Changes to Testamentary Trusts—The New Rules Are Here
Terry Soloman, CPA, CA, TEP, Partner, MRSB Group, Charlottetown, PEI, DFK Affiliate Firm
Much has been written on the legislative changes to testamentary trusts, which were originally announced in 2014. These revised rules became effective January 1, 2016. Although beyond the scope of this article, generally, preferential tax treatment that had previously existed has been restricted or removed for certain testamentary trusts.
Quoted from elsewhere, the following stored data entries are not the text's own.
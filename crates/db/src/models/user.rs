use chrono::{DateTime, Utc};
use diesel::{insert_into, prelude::*, result::Error::NotFound};
use diesel_async::{pooled_connection::deadpool::Pool, AsyncPgConnection, RunQueryDsl};

use crate::{
    models::{Comment, Restaurant},
    schema::{comments, favorites, followships, restaurants, users},
    types::DbId,
};

#[derive(
    Queryable, Identifiable, Selectable, Insertable, AsChangeset, Debug, PartialEq, Clone, Eq,
)]
#[diesel(table_name = users)]
pub struct User {
    pub id: DbId,
    pub name: String,
    pub email: String,
    pub password_encrypted: String,
    pub image: Option<String>,
    pub admin: bool,
    pub published: DateTime<Utc>,
    pub updated: Option<DateTime<Utc>>,
}

// When you want to null out a column, you have to send Some(None), since sending None means you
// just don't want to update that column
#[derive(AsChangeset, Clone, Default)]
#[diesel(table_name = users)]
pub struct UserUpdate {
    pub name: Option<String>,
    pub image: Option<Option<String>>,
    pub updated: Option<Option<DateTime<Utc>>>,
}

impl User {
    pub async fn by_id(
        id: &DbId,
        db_pool: &Pool<AsyncPgConnection>,
    ) -> anyhow::Result<Option<Self>> {
        let user = users::table
            .filter(users::id.eq(id))
            .first::<Self>(&mut db_pool.get().await?)
            .await;
        match user {
            Ok(user) => Ok(Some(user)),
            Err(NotFound) => Ok(None),
            Err(err) => Err(err.into()),
        }
    }

    pub async fn by_email(
        email: &str,
        db_pool: &Pool<AsyncPgConnection>,
    ) -> anyhow::Result<Option<Self>> {
        let user = users::table
            .filter(users::email.eq(email.to_string()))
            .first::<Self>(&mut db_pool.get().await?)
            .await;
        match user {
            Ok(user) => Ok(Some(user)),
            Err(NotFound) => Ok(None),
            Err(err) => Err(err.into()),
        }
    }

    /// Inserts a new account. Returns `None` when the email is already taken;
    /// the unique index makes this race-safe.
    pub async fn create(
        name: String,
        email: String,
        password_encrypted: String,
        db_pool: &Pool<AsyncPgConnection>,
    ) -> anyhow::Result<Option<Self>> {
        let user = User {
            id: DbId::default(),
            name,
            email,
            password_encrypted,
            image: None,
            admin: false,
            published: Utc::now(),
            updated: None,
        };

        Ok(insert_into(users::table)
            .values(user)
            .on_conflict(users::email)
            .do_nothing()
            .get_result::<Self>(&mut db_pool.get().await?)
            .await
            .optional()?)
    }

    pub async fn update(
        &self,
        updated_user: UserUpdate,
        db_pool: &Pool<AsyncPgConnection>,
    ) -> anyhow::Result<()> {
        diesel::update(&self)
            .set(updated_user)
            .execute(&mut db_pool.get().await?)
            .await?;
        Ok(())
    }

    pub async fn all(db_pool: &Pool<AsyncPgConnection>) -> anyhow::Result<Vec<Self>> {
        Ok(users::table
            .order(users::published.asc())
            .load::<Self>(&mut db_pool.get().await?)
            .await?)
    }

    pub async fn followers(&self, db_pool: &Pool<AsyncPgConnection>) -> anyhow::Result<Vec<Self>> {
        Ok(followships::table
            .filter(followships::following_id.eq(&self.id))
            .inner_join(users::dsl::users.on(users::id.eq(followships::follower_id)))
            .select(users::all_columns)
            .order(followships::published.desc())
            .load::<Self>(&mut db_pool.get().await?)
            .await?)
    }

    pub async fn followings(&self, db_pool: &Pool<AsyncPgConnection>) -> anyhow::Result<Vec<Self>> {
        Ok(followships::table
            .filter(followships::follower_id.eq(&self.id))
            .inner_join(users::dsl::users.on(users::id.eq(followships::following_id)))
            .select(users::all_columns)
            .order(followships::published.desc())
            .load::<Self>(&mut db_pool.get().await?)
            .await?)
    }

    /// Ids of everyone this user follows, loaded fresh so `is_followed` flags
    /// never come from a stale session snapshot.
    pub async fn following_ids(
        &self,
        db_pool: &Pool<AsyncPgConnection>,
    ) -> anyhow::Result<Vec<DbId>> {
        Ok(followships::table
            .filter(followships::follower_id.eq(&self.id))
            .select(followships::following_id)
            .load::<DbId>(&mut db_pool.get().await?)
            .await?)
    }

    pub async fn favorited_restaurants(
        &self,
        db_pool: &Pool<AsyncPgConnection>,
    ) -> anyhow::Result<Vec<Restaurant>> {
        Ok(favorites::table
            .filter(favorites::user_id.eq(&self.id))
            .inner_join(restaurants::dsl::restaurants.on(restaurants::id.eq(favorites::restaurant_id)))
            .select(restaurants::all_columns)
            .order(favorites::published.desc())
            .load::<Restaurant>(&mut db_pool.get().await?)
            .await?)
    }

    pub async fn comments(
        &self,
        db_pool: &Pool<AsyncPgConnection>,
    ) -> anyhow::Result<Vec<(Comment, Restaurant)>> {
        Ok(comments::table
            .filter(comments::user_id.eq(&self.id))
            .inner_join(restaurants::dsl::restaurants.on(restaurants::id.eq(comments::restaurant_id)))
            .select((comments::all_columns, restaurants::all_columns))
            .order(comments::published.desc())
            .load::<(Comment, Restaurant)>(&mut db_pool.get().await?)
            .await?)
    }
}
Under the new rules, many of the tax benefits have been restricted to “graduated rate estates.”
The following questions may help you determine if these new rules may impact your estate planning:
- Does your current will create multiple testamentary trusts?
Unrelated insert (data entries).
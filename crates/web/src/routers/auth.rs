use std::sync::Arc;

use anyhow::anyhow;
use argon2::{
    password_hash::{rand_core::OsRng, PasswordHasher, SaltString},
    Argon2, PasswordHash, PasswordVerifier,
};
use axum::{
    extract::State,
    response::{Html, IntoResponse, Redirect},
    routing::{get, post},
    Form, Router,
};
use axum_extra::extract::cookie::{Cookie, CookieJar};
use db::models::{Session, User};
use serde::Deserialize;
use tera::Context;

use crate::{errors::AppError, flash, AppState, TEMPLATES};

pub async fn http_get_sign_up(jar: CookieJar) -> Result<impl IntoResponse, AppError> {
    let (jar, flash) = flash::take(jar);
    let mut context = Context::new();
    context.insert("title", "Plateful");
    context.insert("flash", &flash);
    Ok((jar, Html(TEMPLATES.render("signup.html", &context)?)))
}

#[derive(Deserialize)]
pub struct SignUpBody {
    name: String,
    email: String,
    password: String,
    password_check: String,
}

fn validate_sign_up(body: &SignUpBody) -> Result<(), AppError> {
    if body.password != body.password_check {
        return Err(AppError::Validation(String::from("Passwords do not match!")));
    }
    Ok(())
}

pub async fn http_post_sign_up(
    state: State<Arc<AppState>>,
    jar: CookieJar,
    Form(body): Form<SignUpBody>,
) -> Result<impl IntoResponse, AppError> {
    validate_sign_up(&body)?;

    let password = body.password;
    let password_hash = tokio::task::spawn_blocking(move || {
        let salt = SaltString::generate(&mut OsRng);

        Argon2::default()
            .hash_password(password.as_bytes(), &salt)
            .map(|hash| hash.to_string())
    })
    .await?;

    let password_hash = match password_hash {
        Ok(hash) => hash,
        Err(_) => return Err(anyhow!("password hashing failed").into()),
    };

    if User::create(body.name, body.email, password_hash, &state.db_pool)
        .await?
        .is_none()
    {
        return Err(AppError::AlreadyExists(String::from("Email already exists!")));
    }

    Ok((flash::success(jar, "Account registered!"), Redirect::to("/signin")))
}

pub async fn http_get_sign_in(
    state: State<Arc<AppState>>,
    jar: CookieJar,
) -> Result<impl IntoResponse, AppError> {
    if let Some(token) = jar.get("token") {
        if Session::by_token(token.value(), &state.db_pool)
            .await?
            .is_some()
        {
            return Ok(Redirect::to("/restaurants").into_response());
        }
    }

    let (jar, flash) = flash::take(jar);
    let mut context = Context::new();
    context.insert("title", "Plateful");
    context.insert("flash", &flash);
    Ok((jar, Html(TEMPLATES.render("signin.html", &context)?)).into_response())
}

#[derive(Deserialize)]
pub struct SignInBody {
    email: String,
    password: String,
}

pub async fn http_post_sign_in(
    state: State<Arc<AppState>>,
    jar: CookieJar,
    Form(body): Form<SignInBody>,
) -> Result<impl IntoResponse, AppError> {
    if let Some(user) = User::by_email(&body.email, &state.db_pool).await? {
        let parsed_hash = PasswordHash::new(&user.password_encrypted)
            .map_err(|err| anyhow!("corrupt password hash: {err}"))?;
        if Argon2::default()
            .verify_password(body.password.as_bytes(), &parsed_hash)
            .is_ok()
        {
            let session = Session::create(user.id, &state.db_pool).await?;
            let jar = jar.add(
                Cookie::build("token", session.token)
                    .path("/")
                    .finish(),
            );
            return Ok((flash::success(jar, "Signed in!"), Redirect::to("/restaurants"))
                .into_response());
        }
    }

    Ok((
        flash::error(jar, "Email or password incorrect!"),
        Redirect::to("/signin"),
    )
        .into_response())
}

pub async fn http_get_logout(
    state: State<Arc<AppState>>,
    jar: CookieJar,
) -> Result<impl IntoResponse, AppError> {
    if let Some(token) = jar.get("token") {
        if let Some(session) = Session::by_token(token.value(), &state.db_pool).await? {
            session.delete(&state.db_pool).await?;
        }
    }

    let mut token_removal = Cookie::named("token");
    token_removal.set_path("/");
    let jar = jar.remove(token_removal);

    Ok((flash::success(jar, "Signed out!"), Redirect::to("/signin")))
}

pub fn auth() -> Router<Arc<AppState>> {
    Router::new()
        .route("/signup", get(http_get_sign_up))
        .route("/signup", post(http_post_sign_up))
        .route("/signin", get(http_get_sign_in))
        .route("/signin", post(http_post_sign_in))
        .route("/logout", get(http_get_logout))
}

#[cfg(test)]
mod tests {
    use super::{validate_sign_up, SignUpBody};
    use crate::errors::AppError;

    #[test]
    fn mismatched_password_check_is_rejected() {
        let result = validate_sign_up(&SignUpBody {
            name: String::from("alice"),
            email: String::from("alice@example.com"),
            password: String::from("abc123"),
            password_check: String::from("abc124"),
        });
        assert!(matches!(result, Err(AppError::Validation(_))));
    }

    #[test]
    fn matching_passwords_pass() {
        let result = validate_sign_up(&SignUpBody {
            name: String::from("alice"),
            email: String::from("alice@example.com"),
            password: String::from("abc123"),
            password_check: String::from("abc123"),
        });
        assert!(result.is_ok());
    }
}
- Does your current will create a spousal testamentary trust?
- Is your current estate plan designed to have multiple wills?
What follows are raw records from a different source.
use std::fmt;

use diesel_derive_newtype::DieselNewType;
use svix_ksuid::KsuidLike;

#[derive(DieselNewType, Debug, Hash, PartialEq, Eq, Clone)]
pub struct DbId(String);

impl Default for DbId {
    fn default() -> Self {
        DbId(svix_ksuid::Ksuid::new(None, None).to_string())
    }
}

impl fmt::Display for DbId {
    fn fmt(&self, f: &mut fmt::Formatter<'_>) -> fmt::Result {
        write!(f, "{}", self.0)
    }
}

impl From<String> for DbId {
    fn from(string: String) -> Self {
        DbId(string)
    }
}

impl From<svix_ksuid::Ksuid> for DbId {
    fn from(id: svix_ksuid::Ksuid) -> Self {
        DbId(id.to_string())
    }
}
- Does your current estate plan involve alter ego or joint partner trusts?
- Does your current will or estate plan provide for any large donations to a registered charity?
- Is it anticipated the estate will exist for longer than 36 months?
- Are you involved in an existing estate that has continued for longer than 36 months?
- Does your estate anticipate disabled beneficiaries?
If the answer to any of the above questions is yes, it may be prudent to review the potential impact of these new rules on your estate plan with your accountant to ensure there are no unanticipated consequences of the new rules.